Boundary County Commissioner Bob Graham spoke Tuesday morning with Ingram about scrapping the bill.

“He (Ingram) had been led to believe there was public involvement and support of the bill. He was surprised to find out there had been none,” Graham said.

“To try and solve this without community involvement is not a good way to go about things.”

Last year, city and county officials met with tribal members before the bill was introduced and were asked for letters of support. But 900 residents signed a petition opposing the bill.

This time, the tribe kept the proposal quiet.

Efforts to reach a Kootenai tribal spokesman were unsuccessful Tuesday.

Ingram said he had thought the commissioners in Boundary County knew about the bill and had signed off on it.

“There was something of a misunderstanding about the bill,” he said, after commissioners had complained that they had not been involved when the bill was introduced.

Letting the Kootenais keep the sales tax money would have cost the state between $200,000 and $400,000. But the economic benefit for the tribe would have made up for the loss, Ingram said.

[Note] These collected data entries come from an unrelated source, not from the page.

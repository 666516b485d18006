//! Event transport: how resolvers reach the signed event log.

use std::{
    sync::atomic::{AtomicUsize, Ordering},
    time::{SystemTime, UNIX_EPOCH},
};

use async_trait::async_trait;
use parking_lot::Mutex;
use secp256k1::SecretKey;
use serde_json::{json, Value};

use crate::{
    error::TransportError,
    event::{Event, Tag, UnsignedEvent},
    identity::RepositoryRef,
};

/// Repository name every repository event carries.
pub const REPOSITORY_TAG: &str = "r";
/// Marks an event as a comment; commits never carry it.
pub const PARTICIPANT_TAG: &str = "p";
/// Thread root a reply belongs to.
pub const ROOT_TAG: &str = "e";
pub const ISSUE_TITLE_TAG: &str = "c";
pub const PULL_REQUEST_TITLE_TAG: &str = "m";
pub const REPLY_KIND: u32 = 1;

/// Access to the append-only event log. Results are unordered and may be
/// incomplete or contain duplicates.
#[async_trait]
pub trait EventTransport: Send + Sync {
    /// Events published by the owner under the repository name.
    async fn query_by_repository(&self, repo: &RepositoryRef)
        -> Result<Vec<Event>, TransportError>;

    /// Replies attached to `root_id` within the repository.
    async fn query_by_thread(
        &self,
        repo: &RepositoryRef,
        root_id: &str,
    ) -> Result<Vec<Event>, TransportError>;

    /// Publish a reply to `root_id` and return the accepted event.
    async fn submit_reply(
        &self,
        repo: &RepositoryRef,
        root_id: &str,
        content: &str,
    ) -> Result<Event, TransportError>;
}

/// Relay filter for [`EventTransport::query_by_repository`].
pub fn repository_filter(repo: &RepositoryRef) -> Value {
    json!({
        "authors": [repo.owner.as_hex()],
        "#r": [repo.name],
    })
}

/// Relay filter for [`EventTransport::query_by_thread`].
pub fn thread_filter(repo: &RepositoryRef, root_id: &str) -> Value {
    json!({
        "#e": [root_id],
        "#p": [repo.owner.as_hex()],
        "#r": [repo.name],
    })
}

/// Tags placed on a reply to `root_id`.
pub fn reply_tags(repo: &RepositoryRef, root_id: &str) -> Vec<Tag> {
    vec![
        Tag::new([ROOT_TAG, root_id, "", "reply"]),
        Tag::new([PARTICIPANT_TAG, repo.owner.as_hex()]),
        Tag::new([REPOSITORY_TAG, repo.name.as_str()]),
    ]
}

/// Build and sign a reply event.
pub fn sign_reply(
    secret: &SecretKey,
    repo: &RepositoryRef,
    root_id: &str,
    content: &str,
    created_at: u64,
) -> Result<Event, TransportError> {
    UnsignedEvent {
        pubkey: String::new(),
        kind: REPLY_KIND,
        created_at,
        tags: reply_tags(repo, root_id),
        content: content.to_string(),
    }
    .sign(secret)
    .map_err(|e| TransportError::Signing(e.to_string()))
}

pub fn unix_now() -> u64 {
    SystemTime::now()
        .duration_since(UNIX_EPOCH)
        .map(|d| d.as_secs())
        .unwrap_or(0)
}

/// Transport over a fixed in-process event set, applying the same filters a
/// relay would.
pub struct MemoryTransport {
    events: Mutex<Vec<Event>>,
    secret: Option<SecretKey>,
    offline: Mutex<bool>,
    queries: AtomicUsize,
}

impl MemoryTransport {
    pub fn new(events: Vec<Event>) -> Self {
        Self {
            events: Mutex::new(events),
            secret: None,
            offline: Mutex::new(false),
            queries: AtomicUsize::new(0),
        }
    }

    /// Enable [`EventTransport::submit_reply`] with the given signing key.
    pub fn with_secret(mut self, secret: SecretKey) -> Self {
        self.secret = Some(secret);
        self
    }

    pub fn push(&self, ev: Event) {
        self.events.lock().push(ev);
    }

    /// Make every call fail with a relay error.
    pub fn set_offline(&self, offline: bool) {
        *self.offline.lock() = offline;
    }

    /// Number of queries served so far.
    pub fn query_count(&self) -> usize {
        self.queries.load(Ordering::SeqCst)
    }

    fn check_online(&self) -> Result<(), TransportError> {
        if *self.offline.lock() {
            return Err(TransportError::Relay {
                relay: "memory".into(),
                reason: "offline".into(),
            });
        }
        Ok(())
    }

    fn matching(&self, pred: impl Fn(&Event) -> bool) -> Result<Vec<Event>, TransportError> {
        self.check_online()?;
        self.queries.fetch_add(1, Ordering::SeqCst);
        Ok(self.events.lock().iter().filter(|e| pred(e)).cloned().collect())
    }
}

#[async_trait]
impl EventTransport for MemoryTransport {
    async fn query_by_repository(
        &self,
        repo: &RepositoryRef,
    ) -> Result<Vec<Event>, TransportError> {
        self.matching(|e| {
            e.pubkey == repo.owner.as_hex() && e.has_tag_value(REPOSITORY_TAG, &repo.name)
        })
    }

    async fn query_by_thread(
        &self,
        repo: &RepositoryRef,
        root_id: &str,
    ) -> Result<Vec<Event>, TransportError> {
        self.matching(|e| {
            e.has_tag_value(ROOT_TAG, root_id) && e.has_tag_value(REPOSITORY_TAG, &repo.name)
        })
    }

    async fn submit_reply(
        &self,
        repo: &RepositoryRef,
        root_id: &str,
        content: &str,
    ) -> Result<Event, TransportError> {
        self.check_online()?;
        let secret = self
            .secret
            .as_ref()
            .ok_or_else(|| TransportError::Signing("no secret key configured".into()))?;
        let mut events = self.events.lock();
        // Keep replies strictly after everything already stored.
        let created_at = events
            .iter()
            .map(|e| e.created_at + 1)
            .max()
            .unwrap_or(0)
            .max(unix_now());
        let ev = sign_reply(secret, repo, root_id, content, created_at)?;
        events.push(ev.clone());
        Ok(ev)
    }
}

#[cfg(test)]
mod tests {
    use super::*;

    fn repo() -> RepositoryRef {
        RepositoryRef::parse(&"ab".repeat(32), "demo").unwrap()
    }

    #[test]
    fn reply_tags_mark_comment() {
        let tags = reply_tags(&repo(), "root1");
        assert_eq!(tags[0], Tag::new(["e", "root1", "", "reply"]));
        assert_eq!(tags[1].key(), Some(PARTICIPANT_TAG));
        assert_eq!(tags[2], Tag::new(["r", "demo"]));
    }

    #[test]
    fn filters_follow_conventions() {
        let f = repository_filter(&repo());
        assert_eq!(f["authors"][0], "ab".repeat(32));
        assert_eq!(f["#r"][0], "demo");
        let t = thread_filter(&repo(), "root1");
        assert_eq!(t["#e"][0], "root1");
    }

    #[tokio::test]
    async fn memory_transport_submit_then_query() {
        let sk = SecretKey::from_slice(&[3u8; 32]).unwrap();
        let transport = MemoryTransport::new(vec![]).with_secret(sk);
        let ev = transport.submit_reply(&repo(), "root1", "hi").await.unwrap();
        assert!(ev.has_tag(PARTICIPANT_TAG));
        let thread = transport.query_by_thread(&repo(), "root1").await.unwrap();
        assert_eq!(thread, vec![ev]);
        assert!(transport
            .query_by_thread(&repo(), "other")
            .await
            .unwrap()
            .is_empty());
        assert_eq!(transport.query_count(), 2);
    }

    #[tokio::test]
    async fn memory_transport_offline_and_unsigned() {
        let transport = MemoryTransport::new(vec![]);
        assert!(matches!(
            transport.submit_reply(&repo(), "r", "x").await,
            Err(TransportError::Signing(_))
        ));
        transport.set_offline(true);
        assert!(matches!(
            transport.query_by_repository(&repo()).await,
            Err(TransportError::Relay { .. })
        ));
    }
}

“It would be nice to get some development for the tribe going up there,” Ingram said. “It would be nice if the Canadian tourists spent a little money in the Bonners Ferry area as well as in Sandpoint and Coeur d’Alene.”

An interim study committee will be formed this summer to examine the bill and to hear from county commissioners. The committee will try to strike a deal so that a more palatable version of the bill could be introduced in the next legislative session, Ingram said.

Graham said the county is not against the tribe’s plan and hopes the summer work session will turn up a compromise.

“I hope the result is a long-term solution rather than having to deal with this brush fire year to year,” he said.

Along with using the extra money to maintain public services, the tribe would have earmarked 40 percent of the money for the tribe’s permanent fund, Ingram said when the bill was introduced. The remainder of the money would have been used to educate tribal members and to establish cultural programs.

The Legislature last year killed four similar sales tax proposals.